(Beginning of DATA PROVIDED)

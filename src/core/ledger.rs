use crate::core::intent::Intent;
use crate::core::party::PartyId;
use crate::core::token::TokenId;
use serde::{Deserialize, Serialize};
use std::collections::HashMap;

/// Net position of each party in each token.
///
/// A positive balance means the party is owed (net receiver), a negative
/// balance means the party owes (net sender). Cycle netting must leave
/// every position unchanged, which is what makes the residual intents
/// equivalent to the input.
#[derive(Debug, Clone, Default, PartialEq, Eq, Serialize, Deserialize)]
pub struct Ledger {
    /// (PartyId, TokenId) -> net balance
    #[serde(with = "positions_serde")]
    positions: HashMap<(PartyId, TokenId), i128>,
}

/// Positions travel as `{party, token, position}` records so that neither
/// identifier is ever parsed back out of a joined key. Amounts are strings
/// because JSON numbers cannot hold every `i128`.
mod positions_serde {
    use super::*;
    use serde::de;

    #[derive(Serialize, Deserialize)]
    struct PositionRecord {
        party: PartyId,
        token: TokenId,
        position: String,
    }

    pub fn serialize<S: serde::Serializer>(
        positions: &HashMap<(PartyId, TokenId), i128>,
        serializer: S,
    ) -> Result<S::Ok, S::Error> {
        let mut records: Vec<PositionRecord> = positions
            .iter()
            .map(|((party, token), amount)| PositionRecord {
                party: party.clone(),
                token: token.clone(),
                position: amount.to_string(),
            })
            .collect();
        records.sort_by(|a, b| (&a.party, &a.token).cmp(&(&b.party, &b.token)));
        records.serialize(serializer)
    }

    pub fn deserialize<'de, D: serde::Deserializer<'de>>(
        deserializer: D,
    ) -> Result<HashMap<(PartyId, TokenId), i128>, D::Error> {
        let records = Vec::<PositionRecord>::deserialize(deserializer)?;
        let mut positions = HashMap::with_capacity(records.len());
        for record in records {
            let amount: i128 = record.position.parse().map_err(|_| {
                de::Error::custom(format!("invalid position: {}", record.position))
            })?;
            let key = (record.party, record.token);
            if positions.insert(key.clone(), amount).is_some() {
                return Err(de::Error::custom(format!(
                    "duplicate position for {} in {}",
                    key.0, key.1
                )));
            }
        }
        Ok(positions)
    }
}

impl Ledger {
    pub fn new() -> Self {
        Self::default()
    }

    /// Build a ledger from a sequence of intents.
    pub fn from_intents<'a>(intents: impl IntoIterator<Item = &'a Intent>) -> Self {
        let mut ledger = Self::new();
        for intent in intents {
            ledger.apply_intent(intent);
        }
        ledger
    }

    /// Apply an intent: sender loses, receiver gains.
    pub fn apply_intent(&mut self, intent: &Intent) {
        if intent.amount == 0 {
            return;
        }
        let amount = intent.amount as i128;
        *self
            .positions
            .entry((intent.sender.clone(), intent.token.clone()))
            .or_insert(0) -= amount;
        *self
            .positions
            .entry((intent.receiver.clone(), intent.token.clone()))
            .or_insert(0) += amount;
    }

    /// Net position of a party in a specific token.
    pub fn position(&self, party: &PartyId, token: &TokenId) -> i128 {
        self.positions
            .get(&(party.clone(), token.clone()))
            .copied()
            .unwrap_or(0)
    }

    /// All positions for a given party across all tokens.
    pub fn positions_for_party(&self, party: &PartyId) -> HashMap<TokenId, i128> {
        self.positions
            .iter()
            .filter(|((p, _), _)| p == party)
            .map(|((_, t), &v)| (t.clone(), v))
            .collect()
    }

    pub fn all_positions(&self) -> &HashMap<(PartyId, TokenId), i128> {
        &self.positions
    }

    /// Sum of all positions per token is zero.
    pub fn is_balanced(&self) -> bool {
        let mut sums: HashMap<&TokenId, i128> = HashMap::new();
        for ((_, token), amount) in &self.positions {
            *sums.entry(token).or_insert(0) += amount;
        }
        sums.values().all(|sum| *sum == 0)
    }

    /// True when both ledgers agree on every non-zero position.
    ///
    /// Zero entries are ignored: a party whose intents all cancelled may be
    /// missing from one side and present with 0 on the other.
    pub fn same_positions(&self, other: &Ledger) -> bool {
        let covers = |a: &Ledger, b: &Ledger| {
            a.positions
                .iter()
                .filter(|(_, v)| **v != 0)
                .all(|((p, t), v)| b.position(p, t) == *v)
        };
        covers(self, other) && covers(other, self)
    }

    /// Sum of all positive positions, i.e. the amount that must actually move.
    pub fn total_net_settlement(&self) -> u128 {
        self.positions
            .values()
            .filter(|v| **v > 0)
            .map(|v| *v as u128)
            .sum()
    }
}
//! Basic cycle netting example.
//!
//! Nets a three-party ETH cycle and a two-party USDC loop, then prints
//! what is left to settle.

use intent_netting::core::intent::Intent;
use intent_netting::optimization::netting::NettingEngine;

fn main() {
    println!("╔══════════════════════════════════════════╗");
    println!("║  intent-netting: Basic Netting Example   ║");
    println!("╚══════════════════════════════════════════╝\n");

    let intents = vec![
        Intent::new("A", "B", "ETH", 100),
        Intent::new("B", "C", "ETH", 50),
        Intent::new("C", "A", "ETH", 30),
        Intent::new("D", "E", "USDC", 200),
        Intent::new("E", "D", "USDC", 200),
    ];

    println!("━━━ Original intents ━━━\n");
    for intent in &intents {
        println!("  {}", intent);
    }
    println!();

    match NettingEngine::default().run(&intents) {
        Ok(report) => {
            println!("{}", report);
            println!("━━━ Net positions ━━━\n");
            let mut positions: Vec<_> = report.ledger().all_positions().iter().collect();
            positions.sort();
            for ((party, token), position) in positions {
                println!("  {:<4} {:<6} {:>6}", party, token, position);
            }
            println!("\nNet positions preserved: {}", report.is_conserved(&intents));
        }
        Err(e) => eprintln!("netting failed: {}", e),
    }
}
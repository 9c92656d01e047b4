use serde::{Deserialize, Serialize};
use std::fmt;

/// Identifier for a party (account, wallet, solver) in the payment network.
///
/// Party identifiers are opaque: the engine never validates that a party
/// exists, it only compares identifiers for equality.
///
/// # Examples
///
/// ```
/// use intent_netting::core::party::PartyId;
///
/// let alice = PartyId::new("alice");
/// let bob = PartyId::new("bob");
/// assert_ne!(alice, bob);
/// ```
#[derive(Debug, Clone, PartialEq, Eq, Hash, PartialOrd, Ord, Serialize, Deserialize)]
#[serde(transparent)]
pub struct PartyId(String);

impl PartyId {
    pub fn new(id: impl Into<String>) -> Self {
        Self(id.into())
    }

    /// Returns the string representation of this party ID.
    pub fn as_str(&self) -> &str {
        &self.0
    }
}

impl fmt::Display for PartyId {
    fn fmt(&self, f: &mut fmt::Formatter<'_>) -> fmt::Result {
        write!(f, "{}", self.0)
    }
}

impl From<&str> for PartyId {
    fn from(s: &str) -> Self {
        Self::new(s)
    }
}

impl From<String> for PartyId {
    fn from(s: String) -> Self {
        Self(s)
    }
}

/// Arena handle for a party interned in an
/// [`ObligationGraph`](crate::graph::obligation_graph::ObligationGraph).
///
/// Handles are assigned in first-appearance order and are only meaningful
/// for the graph that issued them.
#[derive(Debug, Clone, Copy, PartialEq, Eq, Hash, PartialOrd, Ord)]
pub struct PartyIndex(usize);

impl PartyIndex {
    pub(crate) fn new(index: usize) -> Self {
        Self(index)
    }

    pub fn index(self) -> usize {
        self.0
    }
}

impl fmt::Display for PartyIndex {
    fn fmt(&self, f: &mut fmt::Formatter<'_>) -> fmt::Result {
        write!(f, "#{}", self.0)
    }
}
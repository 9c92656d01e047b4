//! Cycle enumeration across tokens.
//!
//! Shows which cycles the engine finds in each strongly connected
//! component and how much of each token every cycle could cancel.

use intent_netting::core::error::NettingError;
use intent_netting::graph::cycle_detection::CycleEnumerator;
use intent_netting::graph::obligation_graph::ObligationGraph;
use intent_netting::graph::scc::find_sccs;
use intent_netting::optimization::netting::{calculate_netting_amount, tokens_on_cycle};

fn main() -> Result<(), NettingError> {
    println!("╔═══════════════════════════════════════════════╗");
    println!("║  intent-netting: Multi-Token Cycle Detection  ║");
    println!("╚═══════════════════════════════════════════════╝\n");

    let mut graph = ObligationGraph::new();
    graph.add_edge("alice", "bob", "ETH", 100)?;
    graph.add_edge("bob", "carol", "ETH", 80)?;
    graph.add_edge("carol", "alice", "ETH", 120)?;
    graph.add_edge("bob", "alice", "USDC", 5_000)?;
    graph.add_edge("alice", "bob", "USDC", 3_500)?;
    graph.add_edge("carol", "dave", "USDC", 900)?;

    println!("━━━ Strongly Connected Components ━━━\n");
    let sccs = find_sccs(&graph);
    for (i, scc) in sccs.iter().enumerate() {
        let parties: Vec<String> = scc.party_ids(&graph).iter().map(|p| p.to_string()).collect();
        println!("  SCC {}: [{}]", i, parties.join(", "));
    }
    println!();

    println!("━━━ Cycles (length <= 4) ━━━\n");
    let enumerator = CycleEnumerator::new(4);
    for scc in &sccs {
        for cycle in enumerator.enumerate(&graph, scc)? {
            let parties: Vec<String> =
                cycle.party_ids(&graph).iter().map(|p| p.to_string()).collect();
            println!("  {} -> (back to start)", parties.join(" -> "));
            for token in tokens_on_cycle(&graph, &cycle) {
                match calculate_netting_amount(&graph, &cycle, &token) {
                    Some(amount) => println!("    {:<6} nettable: {}", token, amount),
                    None => println!("    {:<6} not present on every edge", token),
                }
            }
        }
    }

    println!("\n━━━ Interpretation ━━━\n");
    println!("  Every rotation of a cycle is listed. The engine nets each cycle");
    println!("  once per token, by the smallest edge of that token.");
    Ok(())
}
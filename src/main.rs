//! intent-netting CLI
//!
//! Net circular obligations from the command line.
//!
//! # Usage
//!
//! ```bash
//! # Net intents from a JSON file
//! intent-netting net --input intents.json
//!
//! # Output as JSON, with a custom cycle bound
//! intent-netting net --input intents.json --format json --max-cycle-length 6
//!
//! # List the cycles that would be netted
//! intent-netting cycles --input intents.json
//!
//! # Generate a random network for testing
//! intent-netting generate --parties 10 --intents 30 --tokens ETH,USDC
//! ```

use anyhow::{bail, Context, Result};
use clap::{Parser, Subcommand, ValueEnum};
use intent_netting::core::intent::Intent;
use intent_netting::core::token::TokenId;
use intent_netting::graph::cycle_detection::{CycleEnumerator, CyclePolicy};
use intent_netting::graph::obligation_graph::ObligationGraph;
use intent_netting::graph::scc::find_sccs;
use intent_netting::optimization::netting::{
    calculate_netting_amount, tokens_on_cycle, NettingConfig, NettingEngine,
};
use intent_netting::simulation::stress_test::{generate_random_network, NetworkConfig};
use std::fs;
use std::path::{Path, PathBuf};

/// Multi-token obligation netting: cancel circular debt between parties.
#[derive(Parser)]
#[command(name = "intent-netting", version, about)]
struct Cli {
    /// Log at debug level (overridden by RUST_LOG)
    #[arg(long, short, global = true)]
    verbose: bool,

    #[command(subcommand)]
    command: Command,
}

#[derive(Subcommand)]
enum Command {
    /// Run cycle netting on an intent file and print the residual intents
    Net {
        /// Path to the JSON intents file
        #[arg(long)]
        input: PathBuf,

        #[arg(long, value_enum, default_value_t = Format::Text)]
        format: Format,

        #[command(flatten)]
        tuning: Tuning,
    },

    /// List nettable components and the cycles found in them
    Cycles {
        /// Path to the JSON intents file
        #[arg(long)]
        input: PathBuf,

        #[arg(long, value_enum, default_value_t = Format::Text)]
        format: Format,

        #[command(flatten)]
        tuning: Tuning,
    },

    /// Generate a random intent network
    Generate {
        /// Number of parties
        #[arg(long, default_value_t = 10)]
        parties: usize,

        /// Number of intents
        #[arg(long, default_value_t = 30)]
        intents: usize,

        /// Comma-separated token identifiers
        #[arg(long, default_value = "ETH", value_delimiter = ',')]
        tokens: Vec<String>,

        /// Seed for a reproducible network
        #[arg(long)]
        seed: Option<u64>,

        /// Write to file instead of stdout
        #[arg(long, short = 'o')]
        output: Option<PathBuf>,
    },
}

#[derive(Clone, Copy, PartialEq, Eq, ValueEnum)]
enum Format {
    Text,
    Json,
}

/// Netting configuration: a JSON file, then individual overrides.
#[derive(clap::Args)]
struct Tuning {
    /// JSON file with a NettingConfig
    #[arg(long)]
    config: Option<PathBuf>,

    /// Longest cycle to look for, in edges
    #[arg(long)]
    max_cycle_length: Option<usize>,

    /// Abort once a component yields more cycles than this
    #[arg(long)]
    max_cycles: Option<usize>,

    /// Net every rotation of a cycle instead of one canonical rotation
    #[arg(long)]
    every_rotation: bool,
}

impl Tuning {
    fn resolve(&self) -> Result<NettingConfig> {
        let mut config = match &self.config {
            Some(path) => {
                let content = fs::read_to_string(path)
                    .with_context(|| format!("reading config '{}'", path.display()))?;
                serde_json::from_str(&content)
                    .with_context(|| format!("parsing config '{}'", path.display()))?
            }
            None => NettingConfig::default(),
        };
        if let Some(len) = self.max_cycle_length {
            config.max_cycle_length = len;
        }
        if let Some(max) = self.max_cycles {
            config.max_cycles = Some(max);
        }
        if self.every_rotation {
            config.cycle_policy = CyclePolicy::EveryRotation;
        }
        config.validate()?;
        Ok(config)
    }
}

#[derive(serde::Deserialize, serde::Serialize)]
struct IntentsFile {
    intents: Vec<Intent>,
}

#[derive(serde::Serialize)]
struct CycleOutput {
    parties: Vec<String>,
    /// Amount each nettable token could cancel, before any netting.
    nettable: Vec<(String, u64)>,
}

fn load_intents(path: &Path) -> Result<Vec<Intent>> {
    let content = fs::read_to_string(path)
        .with_context(|| format!("reading intents '{}'", path.display()))?;
    let file: IntentsFile = serde_json::from_str(&content).with_context(|| {
        format!(
            "parsing '{}', expected {{\"intents\": [{{\"sender\", \"receiver\", \"token\", \"amount\"}}]}}",
            path.display()
        )
    })?;
    Ok(file.intents)
}

fn cmd_net(input: &Path, format: Format, tuning: &Tuning) -> Result<()> {
    let intents = load_intents(input)?;
    let report = NettingEngine::new(tuning.resolve()?).run(&intents)?;

    match format {
        Format::Json => println!("{}", serde_json::to_string_pretty(&report)?),
        Format::Text => print!("{}", report),
    }
    Ok(())
}

fn cmd_cycles(input: &Path, format: Format, tuning: &Tuning) -> Result<()> {
    let intents = load_intents(input)?;
    let config = tuning.resolve()?;
    let graph = ObligationGraph::from_intents(&intents)?;
    let enumerator = CycleEnumerator::new(config.max_cycle_length)
        .with_max_cycles(config.max_cycles)
        .with_policy(config.cycle_policy);

    let mut components = Vec::new();
    for scc in find_sccs(&graph) {
        let cycles = enumerator.enumerate(&graph, &scc)?;
        let outputs: Vec<CycleOutput> = cycles
            .iter()
            .map(|cycle| CycleOutput {
                parties: cycle.party_ids(&graph).iter().map(|p| p.to_string()).collect(),
                nettable: tokens_on_cycle(&graph, cycle)
                    .into_iter()
                    .filter_map(|token: TokenId| {
                        calculate_netting_amount(&graph, cycle, &token)
                            .map(|amount| (token.to_string(), amount))
                    })
                    .collect(),
            })
            .collect();
        components.push(outputs);
    }

    if format == Format::Json {
        println!("{}", serde_json::to_string_pretty(&components)?);
        return Ok(());
    }

    let mut total = 0;
    for (i, cycles) in components.iter().enumerate() {
        println!("Component {} ({} cycles)", i, cycles.len());
        for cycle in cycles {
            println!("  {} -> (back to start)", cycle.parties.join(" -> "));
            for (token, amount) in &cycle.nettable {
                println!("    {:<10} up to {}", token, amount);
            }
        }
        total += cycles.len();
    }
    if total == 0 {
        println!("No cycles detected.");
    } else {
        println!("\nTotal cycles: {}", total);
    }
    Ok(())
}

fn cmd_generate(
    parties: usize,
    intents: usize,
    tokens: &[String],
    seed: Option<u64>,
    output: Option<&Path>,
) -> Result<()> {
    if parties < 2 {
        bail!("--parties must be at least 2");
    }
    let config = NetworkConfig {
        party_count: parties,
        tokens: tokens.iter().map(|t| TokenId::new(t.trim())).collect(),
        intent_count: Some(intents),
        seed,
        ..Default::default()
    };
    let set = generate_random_network(&config);
    let json = serde_json::to_string_pretty(&IntentsFile {
        intents: set.intents().to_vec(),
    })?;

    match output {
        Some(path) => {
            fs::write(path, &json)
                .with_context(|| format!("writing to '{}'", path.display()))?;
            let tokens: Vec<String> = set.tokens().iter().map(|t| t.to_string()).collect();
            eprintln!(
                "Generated {} intents between {} of {} parties in [{}] -> {}",
                set.len(),
                set.parties().len(),
                parties,
                tokens.join(", "),
                path.display()
            );
        }
        None => println!("{}", json),
    }
    Ok(())
}

fn main() -> Result<()> {
    let cli = Cli::parse();

    let default_level = if cli.verbose { "debug" } else { "warn" };
    env_logger::Builder::from_env(env_logger::Env::default().default_filter_or(default_level))
        .init();

    match &cli.command {
        Command::Net {
            input,
            format,
            tuning,
        } => cmd_net(input, *format, tuning),
        Command::Cycles {
            input,
            format,
            tuning,
        } => cmd_cycles(input, *format, tuning),
        Command::Generate {
            parties,
            intents,
            tokens,
            seed,
            output,
        } => cmd_generate(*parties, *intents, tokens, *seed, output.as_deref()),
    }
}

(End of DATA PROVIDED)

## YOUR TASK:
Would you copy, unchanged, the stretch of the records above that begins at the line containing "if total == 0" and ends at the line containing "fn main() -> Result<()>", and only that?

## TASK RESPONSE:
    if total == 0 {
        println!("No cycles detected.");
    } else {
        println!("\nTotal cycles: {}", total);
    }
    Ok(())
}

fn cmd_generate(
    parties: usize,
    intents: usize,
    tokens: &[String],
    seed: Option<u64>,
    output: Option<&Path>,
) -> Result<()> {
    if parties < 2 {
        bail!("--parties must be at least 2");
    }
    let config = NetworkConfig {
        party_count: parties,
        tokens: tokens.iter().map(|t| TokenId::new(t.trim())).collect(),
        intent_count: Some(intents),
        seed,
        ..Default::default()
    };
    let set = generate_random_network(&config);
    let json = serde_json::to_string_pretty(&IntentsFile {
        intents: set.intents().to_vec(),
    })?;

    match output {
        Some(path) => {
            fs::write(path, &json)
                .with_context(|| format!("writing to '{}'", path.display()))?;
            let tokens: Vec<String> = set.tokens().iter().map(|t| t.to_string()).collect();
            eprintln!(
                "Generated {} intents between {} of {} parties in [{}] -> {}",
                set.len(),
                set.parties().len(),
                parties,
                tokens.join(", "),
                path.display()
            );
        }
        None => println!("{}", json),
    }
    Ok(())
}

fn main() -> Result<()> {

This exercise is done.